O filósofo americano considera, ainda, a existência de um tipo especial de exemplificação simbólica, a saber, a expressão. “O que é expresso é metaforicamente exemplificado. O que exprime tristeza é metaforicamente triste. E o que é metaforicamente triste é efetivamente triste, mas não literalmente” (GOODMAN, 1968, 85). A expressão enquanto tipo de exemplificação contém em si a propriedade que designa, mas de uma forma metafórica, o que implica todo um trabalho de interpretação. Uma pintura predominantemente cinzenta, e.g., pode expressar tristeza, embora a cor cinzenta não seja literalmente triste. Segundo Ricoeur (1965, 18), estamos, deste modo, em face de um símbolo genuíno, na medida em que exige um duplo sentido ou referência desdobrada. Uma expressão metafórica, e.g., é simbólica, visto que somos capazes de transcender o sentido literal das palavras e apreender um sentido figurado. Daí a sua utilização recorrente no simbolismo, em particular no simbolismo religioso e místico. Com efeito, o símbolo enquanto representação indireta de um conceito permite ampliar o nosso pensamento em direção a vertentes consideradas inefáveis.
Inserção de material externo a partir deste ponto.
#[cfg(test)]
mod tests {
    use super::*;
    use crate::testing::{standard_registry, ScriptedInvoker};

    const PLAN: &str = "supervisor_agent";
    const CHECK: &str = "observer_agent";
    const HUMAN: &str = "human_agent";

    fn turn() -> TurnContext {
        TurnContext::new("Total sales?", "", Default::default())
    }

    fn one_task_plan() -> Value {
        json!({"tasks": [{"question": "Total sales?", "function_name": "sales_agent", "function_params": ["Total sales?", "Q3"]}]})
    }

    fn outputs(value: Value) -> Vec<TaskOutput> {
        vec![TaskOutput {
            task_id: 0,
            capability: "sales_agent".to_string(),
            output: value,
        }]
    }

    fn rejection() -> Value {
        json!({
            "validation_status": false,
            "validation_errors": [{"agent_name": "sales_agent", "errors": ["wrong quarter"], "suggestions": ["use Q3"]}]
        })
    }

    struct Run {
        report: ValidationReport,
        transcript: Transcript,
        ledger: TokenLedger,
    }

    async fn run(invoker: &ScriptedInvoker, settings: &WorkflowConfig, initial: Vec<TaskOutput>) -> Run {
        let registry = standard_registry();
        let supervisor = Supervisor::new(invoker, &registry, settings);
        let observer = Observer::new(invoker, &registry, settings, &supervisor);
        let mut transcript = Transcript::new("", "Total sales?");
        let mut ledger = TokenLedger::default();
        let report = observer
            .run(&turn(), initial, &mut transcript, &mut ledger, &mut QueryLog::default())
            .await;
        Run {
            report,
            transcript,
            ledger,
        }
    }

    #[tokio::test]
    async fn test_valid_outputs_are_accepted() {
        let invoker = ScriptedInvoker::new();
        invoker.queue(CHECK, json!({"validation_status": true, "validation_errors": []}), 40, 4);

        let run = run(&invoker, &WorkflowConfig::default(), outputs(json!({"total": 42}))).await;

        assert_eq!(run.report.state, ValidationState::Accepted);
        assert_eq!(run.report.retry_count, 0);
        assert_eq!(run.transcript.last().expect("entry").name, "sales_agent");
        assert_eq!(run.transcript.len(), 2);
        assert_eq!(run.ledger.total_tokens(), 44);
        assert!(invoker.calls_to(PLAN).is_empty());
    }

    #[tokio::test]
    async fn test_rejections_replan_then_accept() {
        let invoker = ScriptedInvoker::new();
        invoker.queue(CHECK, rejection(), 10, 1);
        invoker.queue(CHECK, rejection(), 10, 1);
        invoker.queue(CHECK, json!({"validation_status": true}), 10, 1);
        invoker.always(PLAN, one_task_plan(), 20, 2);
        invoker.always("sales_agent", json!({"total": 7}), 5, 5);

        let run = run(&invoker, &WorkflowConfig::default(), outputs(json!({"total": 1}))).await;

        assert_eq!(run.report.state, ValidationState::Accepted);
        assert_eq!(run.report.retry_count, 2);
        assert_eq!(run.report.retry_context.len(), 2);
        assert_eq!(run.report.retry_context[0].suggested_corrections, "sales_agent: use Q3");
        assert_eq!(invoker.calls_to(PLAN).len(), 2);

        // The second re-plan sees both rejected attempts.
        let second_plan = &invoker.calls_to(PLAN)[1];
        assert_eq!(second_plan["retry_context"].as_array().map(Vec::len), Some(2));

        assert_eq!(run.transcript.last().expect("entry").content, json!({"total": 7}));
        assert_eq!(run.ledger.total_tokens(), invoker.total_usage().total_tokens);
    }

    #[tokio::test]
    async fn test_retries_are_bounded_then_escalated() {
        let settings = WorkflowConfig {
            max_retries: 3,
            ..Default::default()
        };
        let invoker = ScriptedInvoker::new();
        invoker.always(CHECK, rejection(), 10, 1);
        invoker.always(PLAN, one_task_plan(), 20, 2);
        invoker.always("sales_agent", json!({"total": 7}), 5, 5);
        invoker.queue(HUMAN, json!("A colleague will follow up."), 8, 8);

        let run = run(&invoker, &settings, outputs(json!({"total": 1}))).await;

        assert_eq!(run.report.state, ValidationState::Escalated);
        assert_eq!(run.report.retry_count, 4);
        assert_eq!(invoker.calls_to(CHECK).len(), 4);
        assert_eq!(invoker.calls_to(PLAN).len(), 3);
        assert_eq!(invoker.calls_to(HUMAN).len(), 1);

        let last = run.transcript.last().expect("entry");
        assert_eq!(last.name, HUMAN);
        assert_eq!(last.content, json!("A colleague will follow up."));
        // Rejected outputs never reach the transcript.
        assert!(run.transcript.find("sales_agent").is_none());
    }

    #[tokio::test]
    async fn test_oversized_output_bypasses_validation() {
        let settings = WorkflowConfig {
            max_output_length: 10,
            ..Default::default()
        };
        let invoker = ScriptedInvoker::new();

        let run = run(&invoker, &settings, outputs(json!("0123456789"))).await;

        assert_eq!(run.report.state, ValidationState::Bypassed);
        assert!(invoker.calls_to(CHECK).is_empty());
        assert_eq!(run.transcript.last().expect("entry").content, json!("0123456789"));
    }

    #[tokio::test]
    async fn test_one_oversized_output_bypasses_and_delivers_all() {
        let settings = WorkflowConfig {
            max_output_length: 10,
            ..Default::default()
        };
        let invoker = ScriptedInvoker::new();
        let initial = vec![
            TaskOutput {
                task_id: 0,
                capability: "sales_agent".to_string(),
                output: json!("a long sales answer"),
            },
            TaskOutput {
                task_id: 1,
                capability: "hr_agent".to_string(),
                output: json!("12"),
            },
        ];

        let run = run(&invoker, &settings, initial).await;

        assert_eq!(run.report.state, ValidationState::Bypassed);
        assert!(invoker.calls_to(CHECK).is_empty());
        assert!(invoker.calls_to(HUMAN).is_empty());

        let tail: Vec<(&str, &Value)> = run.transcript.entries()[1..]
            .iter()
            .map(|e| (e.name.as_str(), &e.content))
            .collect();
        assert_eq!(
            tail,
            vec![
                ("sales_agent", &json!("a long sales answer")),
                ("hr_agent", &json!("12")),
            ]
        );
    }

    #[tokio::test]
    async fn test_output_just_under_limit_is_validated() {
        let settings = WorkflowConfig {
            max_output_length: 10,
            ..Default::default()
        };
        let invoker = ScriptedInvoker::new();
        invoker.queue(CHECK, json!({"validation_status": true}), 1, 1);

        let run = run(&invoker, &settings, outputs(json!("012345678"))).await;

        assert_eq!(run.report.state, ValidationState::Accepted);
        assert_eq!(invoker.calls_to(CHECK).len(), 1);
    }

    #[tokio::test]
    async fn test_no_outputs_escalates_without_validation() {
        let invoker = ScriptedInvoker::new();
        invoker.queue(HUMAN, json!("Let me get someone."), 3, 3);

        let run = run(&invoker, &WorkflowConfig::default(), Vec::new()).await;

        assert_eq!(run.report.state, ValidationState::Escalated);
        assert!(invoker.calls_to(CHECK).is_empty());
        assert_eq!(invoker.calls_to(HUMAN)[0]["input_text"], json!("Total sales?"));
    }

    #[tokio::test]
    async fn test_validator_failure_counts_as_rejection() {
        let settings = WorkflowConfig {
            max_retries: 0,
            ..Default::default()
        };
        let invoker = ScriptedInvoker::new();
        invoker.queue_failure(CHECK, "timeout");
        invoker.queue_failure(HUMAN, "also down");

        let run = run(&invoker, &settings, outputs(json!({"total": 1}))).await;

        assert_eq!(run.report.state, ValidationState::Escalated);
        assert_eq!(run.report.retry_count, 1);
        assert_eq!(run.report.retry_context[0].errors[0].agent_name, CHECK);
        assert_eq!(
            run.transcript.last().expect("entry").content,
            json!(settings.escalation_fallback)
        );
    }
}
O símbolo tem sido, por sua vez, um conceito central nas ciências humanas, em particular na antropologia. Neste contexto, Cassirer (1944) estabeleceu uma distinção entre signo e símbolo, defendendo que a forma simbólica implica uma função significativa e não apenas ostensiva. O nome próprio, e.g., não refere apenas alguém, mas constitui o veículo que nos permite pensar essa pessoa. Defender o contrário seria confundir o símbolo com o simbolizante, esquecendo assim que o símbolo é antes de mais operação de sentido, uma função, i.e., a função simbólica. Esta vertente foi explorada igualmente por Suzanne K. Langer (1942) e Clifford Geertz (1993). Lévi-Strauss, por sua vez, ampliará esta visão mostrando que qualquer “cultura pode ser considerada como um conjunto de sistemas simbólicos na primeira linha dos quais se colocam a linguagem, as relações de parentesco, as relações económicas, a arte, a ciência e a religião” (1950, XIX).

 

Bibliog.: ALLEAU, R., La Science des Symboles. Contribution à l’Étude des Principes et des Méthodes de la Symbolique Générale, Paris, Payot, 1976; CASSIRER, E., An Essay on Man. An Introduction to a Philosophy of Human Culture, New York, Doubleday, 1944; CHEVALIER, J. e GHEERBRANT, A., Dictionnaire des Symboles. Mythes, Rêves, Coutumes, Gestes, Formes, Figures, Couleurs, Nombres, Paris, Robert Laffont, 1969; CORREIA, C., Ricoeur e a Expressão Simbólica do Sentido, Lisboa, Fundação Calouste Gulbenkian, 1999; DURAND, G., L’Imagination Symbolique, Paris, PUF, 1964; ELIADE, M., Images et Symboles. Essais sur le Symbolisme Magico-Religieux, Paris, Gallimard, 1952; GEERTZ, C., The Interpretations of Cultures, New York, Basic Books, 1993; GOODMAN, N., The Languages of Art. An Approach to a Theory of Symbols, Indianapolis, Hackett Publishing Company, 1968; LANGER, S. K., Philosophy in a New Key. A Study in the Symbolism of Reason, Rite and Art, Cambridge, Harvard University Press, 1942; LÉVI-STRAUSS, C., “Introduction à l’oeuvre de Marcel Mauss”, in MAUSS, M., Sociologie et Anthropologie, Paris, PUF, 1950; MERTON, T., “Symbolism. Communication or communion?”, in Love and Living, London, Sheldon Press, 1965; MORRIS, C., Foundations of the Theory of Signs, Chicago, The University of Chicago Press, 1938; OGDEN, C. K e RICHARDS, I. A., The Meaning of Meaning. A Study of the Influence of Language upon Thought and the Science of Symbolism, New York, Harcourt, Brace & Company, 1923; PEIRCE, C. S., Collected Papers of Charles Sanders Peirce, Cambridge, Harvard University Press, 1931; RICOEUR, P., De l’Interprétation. Essai sur Freud, Paris, Seuil, 1965; SILVA, C., “Da natureza anfibológica do símbolo – A propósito do tema: ‘mito, símbolo e razão’”, Didaskalia, n.º 12, 1, 1982, pp. 45-65; TODOROV, T., Théories du Symbole, Paris, Seuil, 1977; WHITEHEAD, A. N., Symbolism. Its Meaning and Effect, New York, Macmillan, 1927.